In one year Fed Hall will be in financial trouble. Part of the Fed Hall fee has been going to Fed Hall operations and when this fee ends after fall 2004, that subsidy will end. Also next year the agreement between Feds and the university over the pub will end. It will have to be renegotiated this year.

We are often told by Feds that the Fed Hall fee goes to pay off the Fed Hall "mortgage." While the fee does go to paying off the loan to the university, increased enrolment has resulted in surplus fee revenue amounting to about $80,000.

Federation Hall and its fee were approved by students in a two-part referendum in 1983. With the referendum approved, UW Board of Governors approved the $7.50 fee that students still pay and will pay until September 2004.

The Feds and UW then negotiated the Fed Hall agreement, which covered the payment of $1.5 million cost of construction over a period of 20 years as well as the schedule of loan payments to the university.

Last year the loan payments, at an assumed seven percent interest rate, were about $185,000 while the fee revenue was about $265,000. The difference has gone into revenue for Fed Hall subsidising its operations. This subsidy that has been growing over the years as enrolment has outpaced increasing loan payments.

This means that without the subsidy Fed Hall may have only broken-even two of the last seven years and lost money in the rest. The separation of "general office" expenses and food service costs makes judging the pub's financial performance more complicated. So it might have lost money in all seven of those years.

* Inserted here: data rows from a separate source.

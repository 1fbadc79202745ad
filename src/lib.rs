//! Ambit – ambient units of work, session multiplexing, repositories and
//! declarative command dispatch over SQLite.
//!
//! Everything hangs off one idea: an *ambient* [`UnitOfWork`] per thread.
//! The first operation that needs the database opens a unit and owns it;
//! every operation it calls along the way joins that same unit, sharing its
//! connection and transaction. Only the owner may complete and release it.
//!
//! ## Modules
//! * [`unit_of_work`] – The [`UnitOfWork`] itself: one connection, an optional
//!   transaction, a context slot and thin command execution helpers.
//! * [`scope`] – Join-or-create resolution of the ambient unit ([`Scope`]).
//! * [`database`] – The [`Database`] handle: settings, connections, the mapping
//!   store and the contract registry.
//! * [`session`] – The [`session::SessionMultiplexer`] that hands out one data
//!   context per type per unit, and the change-tracking [`session::DataContext`].
//! * [`repository`] – The save/discard/find/load/fill protocol with hooks and
//!   write-conflict handling.
//! * [`mapping`] and [`mapped`] – JSON mapping documents and the repository
//!   that runs them.
//! * [`dispatch`] – Contracts whose methods are bound to commands and executed
//!   by the [`dispatch::Dispatcher`].
//! * [`command`], [`value`], [`filter`], [`cursor`] – Commands and parameters,
//!   typed values, row filters and lazy result sequences.
//! * [`config`] and [`error`] – [`Settings`] plus the [`AmbitError`] taxonomy.
//!
//! ## Quick Start
//! ```
//! use ambit::{Database, Filter, Repository};
//! use ambit::value::Value;
//!
//! let db = Database::in_memory().unwrap();
//! db.execute_batch("create table note (id integer primary key, body text not null, version integer)").unwrap();
//!
//! #[derive(Debug, Clone, Default, PartialEq)]
//! struct Note { id: Option<i64>, body: String, version: Option<i64> }
//! ambit::entity!(Note as "note" => { id, body, version });
//! impl ambit::session::Record for Note {
//!     const TABLE: &'static str = "note";
//!     const KEY: &'static str = "id";
//!     const VERSION: Option<&'static str> = Some("version");
//! }
//!
//! #[derive(Debug, Clone, Default)]
//! struct NoteModel { id: Option<i64>, body: String, version: Option<i64> }
//! impl ambit::Model for NoteModel {
//!     fn is_new(&self) -> bool { self.id.is_none() }
//!     fn set_new(&mut self, _: bool) {}
//! }
//!
//! let notes: Repository<NoteModel, Note> = Repository::new(
//!     db,
//!     |m: &NoteModel| Filter::eq("id", m.id),
//!     |m: &NoteModel, r: &mut Note| { r.id = m.id; r.body = m.body.clone(); r.version = m.version; },
//!     |r: &Note, m: &mut NoteModel| { m.id = r.id; m.body = r.body.clone(); m.version = r.version; },
//! );
//! let mut note = NoteModel { body: "hello".into(), ..NoteModel::default() };
//! assert!(notes.save(&mut note).unwrap());
//! assert_eq!(note.id, Some(1));
//! let found = notes.find(&Filter::value("body", Value::Text("hello".into()))).unwrap();
//! assert_eq!(found.into_vec().unwrap().len(), 1);
//! ```

pub mod command;
pub mod config;
pub mod cursor;
pub mod database;
pub mod dispatch;
pub mod error;
pub mod filter;
pub mod mapped;
pub mod mapping;
pub mod model;
pub mod repository;
pub mod scope;
pub mod session;
pub mod unit_of_work;
pub mod value;

pub use crate::config::{PersistenceMode, Settings};
pub use crate::cursor::Found;
pub use crate::database::Database;
pub use crate::dispatch::Dispatcher;
pub use crate::error::{AmbitError, Result};
pub use crate::filter::Filter;
pub use crate::mapped::MappedRepository;
pub use crate::model::{Audit, AuditStamp, Entity, Model};
pub use crate::repository::{NoHooks, Repository, RepositoryHooks};
pub use crate::scope::Scope;
pub use crate::session::{DataContext, SessionMultiplexer};
pub use crate::unit_of_work::UnitOfWork;
mod common;

use std::rc::Rc;

use ambit::command::Command;
use ambit::session::{ConflictMode, DataContext, Session, SessionMultiplexer, TempContext};
use ambit::unit_of_work::ConnectionLink;
use ambit::value::Value;
use ambit::{AmbitError, Filter, Result};
use common::{User, UserRow, database, users};

/// A hand-written session that appends to an audit table.
struct AuditTrail {
    link: ConnectionLink,
}

impl Session for AuditTrail {
    fn open(link: &ConnectionLink) -> Result<Self> {
        Ok(Self { link: link.clone() })
    }
}

impl AuditTrail {
    fn record(&self, entry: &str) -> Result<()> {
        let mut command = Command::new("insert into audit_trail (entry) values (@entry)")
            .bind("@entry", Value::Text(entry.to_string()));
        self.link.execute_non_query(&mut command)?;
        Ok(())
    }
}

fn audited_database() -> ambit::Database {
    let db = database();
    db.execute_batch("create table audit_trail (entry text not null)").unwrap();
    db
}

#[test]
fn one_session_per_type_per_unit() {
    let db = audited_database();
    let first = db.begin().unwrap();
    let second = db.begin().unwrap();
    let a = first.session::<DataContext>().unwrap();
    let b = second.session::<DataContext>().unwrap();
    assert!(!Rc::ptr_eq(&a, &b));
    assert!(Rc::ptr_eq(&a, &first.session::<DataContext>().unwrap()));

    users(&db).save_in(&first, &mut User::new("alice")).unwrap();
    let multiplexer = first.context().unwrap().downcast::<SessionMultiplexer>().unwrap();
    assert_eq!(multiplexer.len(), 1);
    assert!(multiplexer.contains::<DataContext>());
    assert!(!multiplexer.contains::<DataContext<TempContext>>());
}

#[test]
fn typed_sessions_share_one_transaction() {
    let db = audited_database();
    {
        let scope = db.scope().unwrap();
        let trail = scope.session::<AuditTrail>().unwrap();
        let rows = scope.session::<DataContext>().unwrap();
        rows.insert_on_submit(UserRow { user_name: "alice".into(), ..UserRow::default() });
        rows.submit_changes(ConflictMode::FailOnFirstConflict).unwrap();
        trail.record("alice created").unwrap();
        assert_eq!(
            scope.execute_scalar(&mut Command::new("select count(*) from audit_trail")).unwrap(),
            Value::Integer(1)
        );
        // never completed
    }
    let scope = db.scope().unwrap();
    assert_eq!(scope.session::<DataContext>().unwrap().count::<UserRow>(&Filter::All).unwrap(), 0);
    assert_eq!(
        scope.execute_scalar(&mut Command::new("select count(*) from audit_trail")).unwrap(),
        Value::Integer(0)
    );
}

#[test]
fn sessions_end_with_their_unit() {
    let db = audited_database();
    let unit = db.begin().unwrap();
    let trail = unit.session::<AuditTrail>().unwrap();
    unit.release().unwrap();
    assert!(unit.context().is_none());
    assert!(matches!(trail.record("too late"), Err(AmbitError::Released(_))));
    assert!(matches!(unit.session::<AuditTrail>(), Err(AmbitError::Released(_))));
}

#[test]
fn a_foreign_context_blocks_the_multiplexer() {
    let db = audited_database();
    let unit = db.begin().unwrap();
    unit.set_context(Rc::new(42u8)).unwrap();
    assert!(matches!(unit.session::<AuditTrail>(), Err(AmbitError::Configuration(_))));
    assert!(matches!(unit.set_context(Rc::new(7u8)), Err(AmbitError::Configuration(_))));
    let refused = users(&db).save_in(&unit, &mut User::new("alice"));
    assert!(matches!(refused, Err(AmbitError::Configuration(_))));
}
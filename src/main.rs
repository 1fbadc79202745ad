//! Command line companion for mapping documents and settings.
//!
//! ```text
//! ambit check <dir> [settings file]   validate and fingerprint every mapping document in <dir>
//! ambit settings [settings file]      print the effective settings as JSON
//! ```

use std::path::{Path, PathBuf};
use std::process::ExitCode;

use tracing::{error, info, warn};

use ambit::config::init_logging;
use ambit::mapping::{EntityMapping, MappingDocument};
use ambit::{Result, Settings};

fn main() -> ExitCode {
    let args: Vec<String> = std::env::args().skip(1).collect();
    let settings_path = |i: usize| args.get(i).map(PathBuf::from);
    let outcome = match args.first().map(String::as_str) {
        Some("check") => match args.get(1) {
            Some(dir) => load_settings(settings_path(2)).and_then(|_| check(Path::new(dir))),
            None => usage(),
        },
        Some("settings") => load_settings(settings_path(1)).and_then(|settings| {
            println!("{}", serde_json::to_string_pretty(&settings)?);
            Ok(true)
        }),
        _ => usage(),
    };
    match outcome {
        Ok(true) => ExitCode::SUCCESS,
        Ok(false) => ExitCode::FAILURE,
        Err(e) => {
            error!(error = %e, "ambit failed");
            eprintln!("{e}");
            ExitCode::FAILURE
        }
    }
}

fn usage() -> Result<bool> {
    eprintln!("usage: ambit check <dir> [settings file] | ambit settings [settings file]");
    Ok(false)
}

fn load_settings(path: Option<PathBuf>) -> Result<Settings> {
    let settings = Settings::load(path.as_deref())?;
    init_logging(&settings);
    Ok(settings)
}

/// Every document must parse and validate; reports all failures, not just the first.
fn check(dir: &Path) -> Result<bool> {
    let mut paths: Vec<PathBuf> = std::fs::read_dir(dir)
        .map_err(|e| ambit::AmbitError::Configuration(format!("cannot read {}: {e}", dir.display())))?
        .filter_map(|entry| entry.ok().map(|e| e.path()))
        .filter(|p| p.extension().is_some_and(|ext| ext == "json"))
        .collect();
    paths.sort();
    let mut healthy = true;
    for path in &paths {
        match MappingDocument::from_path(path).and_then(EntityMapping::new) {
            Ok(mapping) => {
                info!(file = %path.display(), entity = mapping.entity(), "mapping is valid");
                println!("ok   {}  {}  {}", mapping.fingerprint, mapping.entity(), path.display());
            }
            Err(e) => {
                healthy = false;
                warn!(file = %path.display(), error = %e, "mapping is invalid");
                println!("FAIL {}  {e}", path.display());
            }
        }
    }
    info!(documents = paths.len(), healthy, "check complete");
    Ok(healthy)
}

There is no clear restriction against the fee subsidising our large night club. The referendum was not clear about where the fee had to go and the Board of Governors minutes refer to the fee being for construction and maintenance.

With the expiry of the Fed Hall agreement and the mediation agreement after the Fed's liquor lawsuit, significant changes are required in how the pub operates and the agreement that governs it.

That Fed Hall has needed this extra revenue shows that it is not operating with a good business model. Feds secrecy combined with the subsidy has allowed the problem to get closer unbeknownst to students.

Students now should be a part of finding a solution for Fed Hall business model that will allow it to break even more reliably. Feds must open up the financial and other information so that we can see what is going on and what can be changed.